My arm fell down, bleeding, and I sank down with it, screaming. I could feel the hot lead burning the flesh inside my arm, but I felt burning pride too. I knew — I was sure — that I’d been zocheh to be shot because I was doing a mitzvah, like all the kedoshim of every generation.
The wind that had played havoc with my veil, now gently, ironically, dropped it back over my face.
I was lifted into an ambulance, where paramedics bandaged me with gauze. It was painful, so painful as they pressed and pushed and pulled. They took me to the trauma unit at Shaare Zedek for preliminary treatment.
Perhaps someday you’ll pass by Safra Square, past the grove of palm trees, on your way to the Old City.

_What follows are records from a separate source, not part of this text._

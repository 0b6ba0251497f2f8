//! Kernel mode-setting UAPI (include/uapi/drm/drm_mode.h)

#![allow(dead_code)]

const IOC_WRITE: u32 = 1;
const IOC_READ: u32 = 2;
const DRM_IOCTL_BASE: u32 = b'd' as u32;

const fn iowr<T>(nr: u32) -> u32 {
    ((IOC_READ | IOC_WRITE) << 30)
        | ((std::mem::size_of::<T>() as u32) << 16)
        | (DRM_IOCTL_BASE << 8)
        | nr
}

pub const DRM_IOCTL_MODE_GETRESOURCES: u32 = iowr::<DrmModeCardRes>(0xA0);
pub const DRM_IOCTL_MODE_GETCRTC: u32 = iowr::<DrmModeCrtc>(0xA1);
pub const DRM_IOCTL_MODE_SETCRTC: u32 = iowr::<DrmModeCrtc>(0xA2);
pub const DRM_IOCTL_MODE_GETENCODER: u32 = iowr::<DrmModeGetEncoder>(0xA6);
pub const DRM_IOCTL_MODE_GETCONNECTOR: u32 = iowr::<DrmModeGetConnector>(0xA7);
pub const DRM_IOCTL_MODE_RMFB: u32 = iowr::<u32>(0xAF);
pub const DRM_IOCTL_MODE_CREATE_DUMB: u32 = iowr::<DrmModeCreateDumb>(0xB2);
pub const DRM_IOCTL_MODE_MAP_DUMB: u32 = iowr::<DrmModeMapDumb>(0xB3);
pub const DRM_IOCTL_MODE_DESTROY_DUMB: u32 = iowr::<DrmModeDestroyDumb>(0xB4);
pub const DRM_IOCTL_MODE_ADDFB2: u32 = iowr::<DrmModeFbCmd2>(0xB8);

/// "XR24"
pub const DRM_FORMAT_XRGB8888: u32 = 0x3432_5258;

pub const DRM_MODE_CONNECTED: u32 = 1;
pub const DRM_DISPLAY_MODE_LEN: usize = 32;

/// struct drm_mode_modeinfo
#[repr(C)]
#[derive(Debug, Clone, Copy, PartialEq, Eq, Default)]
pub struct DrmModeInfo {
    pub clock: u32,
    pub hdisplay: u16,
    pub hsync_start: u16,
    pub hsync_end: u16,
    pub htotal: u16,
    pub hskew: u16,
    pub vdisplay: u16,
    pub vsync_start: u16,
    pub vsync_end: u16,
    pub vtotal: u16,
    pub vscan: u16,
    pub vrefresh: u32,
    pub flags: u32,
    pub type_: u32,
    pub name: [u8; DRM_DISPLAY_MODE_LEN],
}

impl DrmModeInfo {
    /// Mode with only the visible size, refresh and name filled in
    pub fn with_size(width: u16, height: u16, vrefresh: u32) -> Self {
        let mut mode = Self {
            hdisplay: width,
            vdisplay: height,
            vrefresh,
            ..Default::default()
        };
        let name = format!("{}x{}", width, height);
        let n = name.len().min(DRM_DISPLAY_MODE_LEN - 1);
        mode.name[..n].copy_from_slice(&name.as_bytes()[..n]);
        mode
    }

    pub fn width(&self) -> u32 {
        self.hdisplay as u32
    }

    pub fn height(&self) -> u32 {
        self.vdisplay as u32
    }

    pub fn name(&self) -> String {
        let end = self.name.iter().position(|&b| b == 0).unwrap_or(self.name.len());
        String::from_utf8_lossy(&self.name[..end]).into_owned()
    }
}

/// struct drm_mode_card_res
#[repr(C)]
#[derive(Debug, Default)]
pub struct DrmModeCardRes {
    pub fb_id_ptr: u64,
    pub crtc_id_ptr: u64,
    pub connector_id_ptr: u64,
    pub encoder_id_ptr: u64,
    pub count_fbs: u32,
    pub count_crtcs: u32,
    pub count_connectors: u32,
    pub count_encoders: u32,
    pub min_width: u32,
    pub max_width: u32,
    pub min_height: u32,
    pub max_height: u32,
}

/// struct drm_mode_crtc
#[repr(C)]
#[derive(Debug, Default)]
pub struct DrmModeCrtc {
    pub set_connectors_ptr: u64,
    pub count_connectors: u32,
    pub crtc_id: u32,
    pub fb_id: u32,
    pub x: u32,
    pub y: u32,
    pub gamma_size: u32,
    pub mode_valid: u32,
    pub mode: DrmModeInfo,
}

/// struct drm_mode_get_encoder
#[repr(C)]
#[derive(Debug, Default)]
pub struct DrmModeGetEncoder {
    pub encoder_id: u32,
    pub encoder_type: u32,
    pub crtc_id: u32,
    pub possible_crtcs: u32,
    pub possible_clones: u32,
}

/// struct drm_mode_get_connector
#[repr(C)]
#[derive(Debug, Default)]
pub struct DrmModeGetConnector {
    pub encoders_ptr: u64,
    pub modes_ptr: u64,
    pub props_ptr: u64,
    pub prop_values_ptr: u64,
    pub count_modes: u32,
    pub count_props: u32,
    pub count_encoders: u32,
    pub encoder_id: u32,
    pub connector_id: u32,
    pub connector_type: u32,
    pub connector_type_id: u32,
    pub connection: u32,
    pub mm_width: u32,
    pub mm_height: u32,
    pub subpixel: u32,
    pub pad: u32,
}

/// struct drm_mode_create_dumb
#[repr(C)]
#[derive(Debug, Default)]
pub struct DrmModeCreateDumb {
    pub height: u32,
    pub width: u32,
    pub bpp: u32,
    pub flags: u32,
    pub handle: u32,
    pub pitch: u32,
    pub size: u64,
}

/// struct drm_mode_map_dumb
#[repr(C)]
#[derive(Debug, Default)]
pub struct DrmModeMapDumb {
    pub handle: u32,
    pub pad: u32,
    pub offset: u64,
}

/// struct drm_mode_destroy_dumb
#[repr(C)]
#[derive(Debug, Default)]
pub struct DrmModeDestroyDumb {
    pub handle: u32,
}

/// struct drm_mode_fb_cmd2
#[repr(C)]
#[derive(Debug, Default)]
pub struct DrmModeFbCmd2 {
    pub fb_id: u32,
    pub width: u32,
    pub height: u32,
    pub pixel_format: u32,
    pub flags: u32,
    pub handles: [u32; 4],
    pub pitches: [u32; 4],
    pub offsets: [u32; 4],
    pub modifier: [u64; 4],
}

Look at the pavement there by the light rail station, and you won’t see my blood on the paving stones. The municipal workers washed it away. You won’t see the bullet that scorched me, because the police investigator made sure to collect it and its casing. You won’t find my innocence there either, because it came with me in the ambulance and went into surgery with me.
And during the long days that followed, my innocence and I heard over and over again that I hadn’t done any kiddush Hashem, and I hadn’t done any mitzvah. I was wrong to put myself in danger over “this nonsense,” as everyone called it, and as Rav Stein in Bnei Brak told my father. It wasn’t a time of shmad — no one was trying to stop me from keeping any mitzvah — and I had no heter to endanger myself for a veil on my face.
So my korban, bleeding and scorched, remained with me, held in my splintered arm, without any takers. And that hurt most of all.